Rewiring of lipid metabolism in cancer. Lipid metabolism is a dynamic biological process that involves the endogenous de novo synthesis, exogenous import of fatty acids and cholesterol, fatty acid β oxidation, cholesterol efflux, biogenesis, and lipolysis of lipid droplets. Intracellular de novo lipogenesis begins with acetyl‐coenzyme A (acetyl‐CoA) derived from acetate by ATP‐citrate lyase (ACLY) or citrate by acetyl‐CoA synthetase (ACSS). Fatty acid synthesis requires acetyl‐CoA carboxylation into malonyl‐CoA by acetyl‐CoA carboxylases (ACC1/2), followed by the condensation of seven malonyl‐CoA molecules and one acetyl‐CoA molecule into the saturated 16‐carbon palmitate (16:0) by fatty acid synthase (FASN). Palmitate is then desaturated by stearoyl‐CoA desaturases (SCD) or elongated by fatty acid elongases (ELOVL) to form the monounsaturated 16‐carbon palmitoleate (16:1 n‐7) or 18‐carbon oleate (18:1 n‐9). Biogenesis of cholesterol also begins with acetyl‐CoA via the mevalonate pathway, which results in the synthesis of squalene and finally, cholesterol. Cancer cells can acquire fatty acids and cholesterol from various extracellular sources, such as LDL particles or fatty acid transport proteins.
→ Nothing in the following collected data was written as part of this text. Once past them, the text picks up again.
use std::collections::HashMap;
use std::io::{stdout, BufWriter, Write};
use std::sync::mpsc;
use std::thread;
use std::time::{Duration, Instant};

use crossterm::{
    cursor,
    event::{
        self, Event, KeyCode, KeyEvent, KeyEventKind, KeyboardEnhancementFlags,
        PopKeyboardEnhancementFlags, PushKeyboardEnhancementFlags,
    },
    terminal, ExecutableCommand,
};
use log::{debug, info};
use rand::thread_rng;

use galaxy_shooter::display;
use galaxy_shooter::entities::Arena;
use galaxy_shooter::game::{Flow, Game};
use galaxy_shooter::input::{action_for, Action, Controls};
use galaxy_shooter::{Config, GameError};

// ── Held-key tracking ─────────────────────────────────────────────────────────

/// A key is considered "held" if its last press/repeat event arrived within
/// this many frames.  Covers terminals that don't emit key-release events:
/// the OS key-repeat rate is ≥ 15 Hz, so a window of 4 frames (≈133 ms) is
/// always refreshed before expiry.
const HOLD_WINDOW: u64 = 4;

/// Returns true if `key` was seen within the last `HOLD_WINDOW` frames.
fn is_held(key_frame: &HashMap<KeyCode, u64>, key: &KeyCode, frame: u64) -> bool {
    key_frame
        .get(key)
        .map(|&last| frame.saturating_sub(last) <= HOLD_WINDOW)
        .unwrap_or(false)
}

fn any_held(key_frame: &HashMap<KeyCode, u64>, keys: &[KeyCode], frame: u64) -> bool {
    keys.iter().any(|k| is_held(key_frame, k, frame))
}

fn held_controls(key_frame: &HashMap<KeyCode, u64>, frame: u64) -> Controls {
    Controls {
        left: any_held(
            key_frame,
            &[KeyCode::Left, KeyCode::Char('a'), KeyCode::Char('A')],
            frame,
        ),
        right: any_held(
            key_frame,
            &[KeyCode::Right, KeyCode::Char('d'), KeyCode::Char('D')],
            frame,
        ),
        shoot: is_held(key_frame, &KeyCode::Char(' '), frame),
    }
}

// ── Game loop ─────────────────────────────────────────────────────────────────

/// Runs until the player quits.
///
/// Input model: every press becomes an [`Action`] for menus and state
/// changes.  Ship movement and shooting instead read a `key_frame` map that
/// records the frame number of the last press/repeat event for every key, so
/// Space + A/D can be held at the same time with no interference.
///
/// Works on two classes of terminal:
/// * **Keyboard-enhancement capable** (Ghostty, kitty, etc.): proper
///   `Press` / `Repeat` / `Release` events → keys are removed on release.
/// * **Classic terminals**: only `Press` events (OS key-repeat shows as
///   repeated `Press`).  Keys expire naturally after `HOLD_WINDOW` frames of
///   silence.
fn game_loop<W: Write>(
    out: &mut W,
    game: &mut Game,
    rx: &mpsc::Receiver<Event>,
) -> Result<(), GameError> {
    let mut rng = thread_rng();
    let frame_time = Duration::from_millis(game.config().frame_ms() as u64);

    let mut key_frame: HashMap<KeyCode, u64> = HashMap::new();
    let mut frame: u64 = 0;
    let mut actions: Vec<Action> = Vec::new();

    loop {
        let frame_start = Instant::now();
        frame += 1;
        actions.clear();

        // ── Drain all pending input events (non-blocking) ─────────────────────
        while let Ok(ev) = rx.try_recv() {
            let Event::Key(KeyEvent { code, kind, modifiers, .. }) = ev else {
                continue;
            };
            match kind {
                KeyEventKind::Press => {
                    key_frame.insert(code, frame);
                    if let Some(action) = action_for(code, modifiers) {
                        actions.push(action);
                    }
                }
                KeyEventKind::Repeat => {
                    key_frame.insert(code, frame);
                }
                KeyEventKind::Release => {
                    key_frame.remove(&code);
                }
            }
        }

        let controls = held_controls(&key_frame, frame);
        if game.step(&actions, controls, &mut rng) == Flow::Quit {
            return Ok(());
        }

        display::render(out, game)?;

        let elapsed = frame_start.elapsed();
        if elapsed < frame_time {
            thread::sleep(frame_time - elapsed);
        }
    }
}

// ── Entry point ───────────────────────────────────────────────────────────────

fn main() -> Result<(), GameError> {
    env_logger::Builder::from_default_env().init();

    let config = Config::default();
    let (width, height) = terminal::size()?;
    if width < config.min_width || height < config.min_height {
        return Err(GameError::TerminalTooSmall {
            width,
            height,
            min_width: config.min_width,
            min_height: config.min_height,
        });
    }
    info!("starting on a {}x{} terminal", width, height);

    let raw_out = stdout();
    let mut out = BufWriter::new(raw_out);

    terminal::enable_raw_mode()?;
    out.execute(terminal::EnterAlternateScreen)?;
    out.execute(cursor::Hide)?;

    // Request key-release (and key-repeat) events from the terminal.
    // Ghostty / kitty-protocol terminals support this; others fall back gracefully.
    let keyboard_enhanced = out
        .execute(PushKeyboardEnhancementFlags(
            KeyboardEnhancementFlags::REPORT_EVENT_TYPES,
        ))
        .is_ok();
    debug!("keyboard enhancement: {}", keyboard_enhanced);

    // Dedicate a thread exclusively to blocking event reads, sending them
    // through a channel so the game loop never has to block on I/O.
    let (tx, rx) = mpsc::channel::<Event>();
    thread::spawn(move || loop {
        match event::read() {
            Ok(ev) => {
                if tx.send(ev).is_err() {
                    break; // receiver dropped → program exiting
                }
            }
            Err(_) => break,
        }
    });

    let mut game = Game::new(config, Arena::new(width, height));
    let result = game_loop(&mut out, &mut game, &rx);

    // Always restore the terminal
    if keyboard_enhanced {
        let _ = out.execute(PopKeyboardEnhancementFlags);
    }
    let _ = out.execute(cursor::Show);
    let _ = out.execute(terminal::LeaveAlternateScreen);
    let _ = terminal::disable_raw_mode();

    info!("exiting");
    result
}
/// Logical input actions and the key table that produces them.

use crossterm::event::{KeyCode, KeyModifiers};

/// A discrete key press, interpreted by the active game state.
#[derive(Clone, Copy, Debug, PartialEq, Eq)]
pub enum Action {
    MoveLeft,
    MoveRight,
    Shoot,
    /// Pause in play, resume when paused, back out of level select.
    Pause,
    MenuUp,
    MenuDown,
    MenuConfirm,
    Quit,
    Restart,
}

/// Keys currently held down.  Drives the ship, which reacts to held keys
/// rather than to queued presses.
#[derive(Clone, Copy, Debug, Default, PartialEq, Eq)]
pub struct Controls {
    pub left: bool,
    pub right: bool,
    pub shoot: bool,
}

pub fn action_for(code: KeyCode, modifiers: KeyModifiers) -> Option<Action> {
    match code {
        KeyCode::Char('c') if modifiers.contains(KeyModifiers::CONTROL) => Some(Action::Quit),
        KeyCode::Left | KeyCode::Char('a') | KeyCode::Char('A') => Some(Action::MoveLeft),
        KeyCode::Right | KeyCode::Char('d') | KeyCode::Char('D') => Some(Action::MoveRight),
        KeyCode::Char(' ') => Some(Action::Shoot),
        KeyCode::Esc | KeyCode::Char('p') | KeyCode::Char('P') => Some(Action::Pause),
        KeyCode::Up | KeyCode::Char('w') | KeyCode::Char('W') => Some(Action::MenuUp),
        KeyCode::Down | KeyCode::Char('s') | KeyCode::Char('S') => Some(Action::MenuDown),
        KeyCode::Enter => Some(Action::MenuConfirm),
        KeyCode::Char('q') | KeyCode::Char('Q') => Some(Action::Quit),
        KeyCode::Char('r') | KeyCode::Char('R') => Some(Action::Restart),
        _ => None,
    }
}
/// Pure game-logic functions for the Playing state.
///
/// Every public function takes an immutable reference to the current
/// [`World`] (and, where needed, an RNG handle) and returns a brand-new
/// `World`.  Side effects are limited to the injected RNG.

use log::{debug, info, trace};
use rand::Rng;

use crate::config::Config;
use crate::entities::{Arena, BulletOwner, Enemy, Entity, Explosion, Player, World};
use crate::input::Controls;
use crate::level::Level;

// ── Scoring ──────────────────────────────────────────────────────────────────

pub const ENEMY_SCORE: u32 = 100;
pub const BOSS_HIT_SCORE: u32 = 50;
pub const BOSS_KILL_SCORE: u32 = 1000;

// ── Constructors ─────────────────────────────────────────────────────────────

/// Spawn `level` into a fresh world.  `score` is carried over from earlier
/// levels of the same run.
pub fn init_world(mut level: Level, arena: Arena, score: u32, cfg: &Config) -> World {
    let (enemies, boss) = level.spawn(&arena, cfg);
    World {
        player: Player::new(&arena),
        enemies,
        boss,
        bullets: Vec::new(),
        explosions: Vec::new(),
        level,
        score,
        frame: 0,
        arena,
    }
}

// ── Input-driven updates (pure) ──────────────────────────────────────────────

pub fn move_player_left(world: &World, cfg: &Config) -> World {
    let mut next = world.clone();
    next.player.steer(-cfg.player_speed, &world.arena);
    next
}

pub fn move_player_right(world: &World, cfg: &Config) -> World {
    let mut next = world.clone();
    next.player.steer(cfg.player_speed, &world.arena);
    next
}

/// Fire from the player's nose, limited by the shot cooldown and the cap on
/// player bullets in flight.
pub fn player_shoot(world: &World, cfg: &Config) -> World {
    let active = world
        .bullets
        .iter()
        .filter(|b| b.alive && b.owner == BulletOwner::Player)
        .count();
    if active >= cfg.max_player_bullets || !world.player.can_shoot() {
        return world.clone();
    }
    let mut next = world.clone();
    let bullet = next
        .player
        .fire(cfg.player_bullet_speed, cfg.player_shoot_cooldown_ms);
    next.bullets.push(bullet);
    next
}

/// Apply the held-key state for one frame.  Left wins over right.
pub fn apply_controls(world: &World, controls: Controls, cfg: &Config) -> World {
    let moved = if controls.left {
        move_player_left(world, cfg)
    } else if controls.right {
        move_player_right(world, cfg)
    } else {
        world.clone()
    };
    if controls.shoot {
        player_shoot(&moved, cfg)
    } else {
        moved
    }
}

// ── Per-frame tick (nearly pure, RNG is injected) ─────────────────────────

/// Advance the simulation by one frame of `cfg.frame_ms()`.
pub fn tick(world: &World, cfg: &Config, rng: &mut impl Rng) -> World {
    let dt = cfg.frame_ms();
    let arena = world.arena;
    let mut next = world.clone();
    next.frame += 1;

    // ── 1. Movement & timers ────────────────────────────────────────────────
    next.player.update(dt, &arena);
    for bullet in &mut next.bullets {
        bullet.update(dt, &arena);
    }
    steer_fleet(&mut next.enemies, &arena);
    for enemy in &mut next.enemies {
        enemy.update(dt, &arena);
    }
    for explosion in &mut next.explosions {
        explosion.update(dt, &arena);
    }
    if let Some(boss) = next.boss.as_mut() {
        boss.update(dt, &arena);
    }
    retain_alive(&mut next);

    // ── 2. Enemy & boss fire ────────────────────────────────────────────────
    if let Some(bullet) = next.boss.as_mut().and_then(|b| b.update_shooting(dt)) {
        next.bullets.push(bullet);
    }
    let mut enemy_bullets = next
        .bullets
        .iter()
        .filter(|b| b.owner == BulletOwner::Enemy)
        .count();
    for enemy in &mut next.enemies {
        if enemy_bullets >= cfg.max_enemy_bullets {
            break;
        }
        if let Some(bullet) = enemy.try_fire(cfg.enemy_bullet_speed, rng) {
            next.bullets.push(bullet);
            enemy_bullets += 1;
        }
    }

    // ── 3. Collisions ───────────────────────────────────────────────────────
    resolve_player_hits(&mut next, cfg);
    resolve_enemy_hits(&mut next, cfg);
    retain_alive(&mut next);

    // ── 4. Completion ───────────────────────────────────────────────────────
    let remaining = next.enemies.len();
    next.level.update(remaining);
    trace!(
        "frame {}: {} enemies, {} bullets, score {}",
        next.frame,
        remaining,
        next.bullets.len(),
        next.score
    );
    next
}

/// Let explosions play out while the world is frozen under a menu.
pub fn fade_explosions(world: &World, cfg: &Config) -> World {
    let mut next = world.clone();
    for explosion in &mut next.explosions {
        explosion.update(cfg.frame_ms(), &world.arena);
    }
    next.explosions.retain(|e| e.is_alive());
    next
}

/// Turn the whole formation around as soon as one live enemy would touch a
/// wall on this frame's step.
fn steer_fleet(enemies: &mut [Enemy], arena: &Arena) {
    let hits_edge = enemies.iter().filter(|e| e.alive).any(|e| {
        let next_x = e.x + e.speed * e.direction;
        next_x <= arena.left() || next_x + Enemy::WIDTH >= arena.right()
    });
    if !hits_edge {
        return;
    }
    for enemy in enemies.iter_mut() {
        enemy.direction = -enemy.direction;
    }
    debug!("fleet reversed");
}

/// Drop every entity that is no longer alive.
fn retain_alive(world: &mut World) {
    world.bullets.retain(|b| b.is_alive());
    world.enemies.retain(|e| e.is_alive());
    world.explosions.retain(|e| e.is_alive());
}

/// Player bullets against enemies and the boss.
fn resolve_player_hits(world: &mut World, cfg: &Config) {
    for bullet in world.bullets.iter_mut() {
        if !bullet.alive || bullet.owner != BulletOwner::Player {
            continue;
        }
        let shot = bullet.bounding_box();

        if let Some(enemy) = world
            .enemies
            .iter_mut()
            .find(|e| e.is_alive() && e.bounding_box().overlaps(&shot))
        {
            bullet.alive = false;
            enemy.alive = false;
            world
                .explosions
                .push(Explosion::at(&enemy.bounding_box(), cfg.explosion_ms, false));
            world.level.enemy_killed();
            world.score += ENEMY_SCORE;
            continue;
        }

        let Some(boss) = world.boss.as_mut() else {
            continue;
        };
        if !boss.is_alive() || !boss.bounding_box().overlaps(&shot) {
            continue;
        }
        bullet.alive = false;
        world.score += BOSS_HIT_SCORE;
        if boss.take_damage(cfg.boss_hit_damage) {
            debug!("{} hit: {}/{}", boss.name(), boss.current_hp, boss.max_hp());
            continue;
        }
        info!("{} defeated", boss.name());
        world
            .explosions
            .push(Explosion::at(&boss.bounding_box(), cfg.explosion_ms * 2, true));
        world.score += BOSS_KILL_SCORE;
        world.level.boss_killed();
        world.boss = None;
    }
}

/// Enemy and boss bullets against the player.  Any hit is fatal.
fn resolve_enemy_hits(world: &mut World, cfg: &Config) {
    if !world.player.is_alive() {
        return;
    }
    let ship = world.player.bounding_box();
    let hit = world
        .bullets
        .iter_mut()
        .find(|b| b.alive && b.owner == BulletOwner::Enemy && b.bounding_box().overlaps(&ship));
    if let Some(bullet) = hit {
        bullet.alive = false;
        world.player.alive = false;
        world
            .explosions
            .push(Explosion::at(&ship, cfg.explosion_ms * 2, true));
        info!("player destroyed on frame {}", world.frame);
    }
}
When lipids accumulate, cancer cells use these lipids to meet their energy consumption demand and redox homeostasis through fatty acid oxidation or β‐oxidation. Excess cholesterol is exported to the blood or converted into oxysterols through oxidation processes. Surplus fatty acids are esterified with glycerol or cholesterol into triglycerides and cholesteryl esters, which are incorporated into lipid droplets (LDs). When energy or membrane synthesis is needed, lipid droplets can be rapidly lipolyzed into free fatty acids and cholesterols to facilitate cancer cell proliferation and progression.